Among the entries below, count each line holding the word "order". Write only the number.

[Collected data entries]
Start of Block

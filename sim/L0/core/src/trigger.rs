//! Trigger beams.
//!
//! A trigger is a forceless beam that watches its own extension. Past its
//! short or long bound it fires an action: press a command key, lock or
//! unlock a hook group, drive an engine function, or (for the blocker
//! kinds) enable and disable the triggers that follow it in beam order.
//!
//! Triggers are evaluated after the beam pass of a substep, in beam order,
//! so a blocker affects the triggers after it within the same substep.

use sim_truck::document::records::{EngineTriggerFunction, TriggerAction, TriggerOptions};

use crate::beam::{Beam, BoundedKind};
use crate::command::CommandKey;

/// Behaviour flags of a trigger.
#[derive(Debug, Clone, Copy, Default, PartialEq, Eq)]
pub struct TriggerFlags {
    /// Disables the next `cmd_short` triggers while tripped.
    pub blocker: bool,
    /// Inverted blocker: enables the next `cmd_long` triggers while tripped.
    pub inv_blocker: bool,
    /// Blocks command key `cmd_short` while relaxed.
    pub cmd_blocker: bool,
    /// Swaps the keys of triggers sharing its key pair.
    pub cmd_switch: bool,
    /// Unlocks hook groups.
    pub hook_unlock: bool,
    /// Locks hook groups.
    pub hook_lock: bool,
    /// Sends a proportional value while inside its bounds.
    pub continuous: bool,
    /// Drives an engine function.
    pub engine: bool,
}

/// Runtime state of one trigger.
#[derive(Debug, Clone, PartialEq)]
pub struct Trigger {
    /// Beam index.
    pub beam: usize,
    /// Behaviour flags.
    pub flags: TriggerFlags,
    /// Disabled triggers are skipped.
    pub enabled: bool,
    /// Debounce countdown of a command switch; 0 when armed.
    pub switch_state: f64,
    /// Debounce time.
    pub boundary_time: f64,
    /// Key, group, engine number or trigger count for the short bound.
    pub cmd_short: i64,
    /// Key, group, engine function or trigger count for the long bound.
    pub cmd_long: i64,
}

End of Block

Answer to the exercise:
2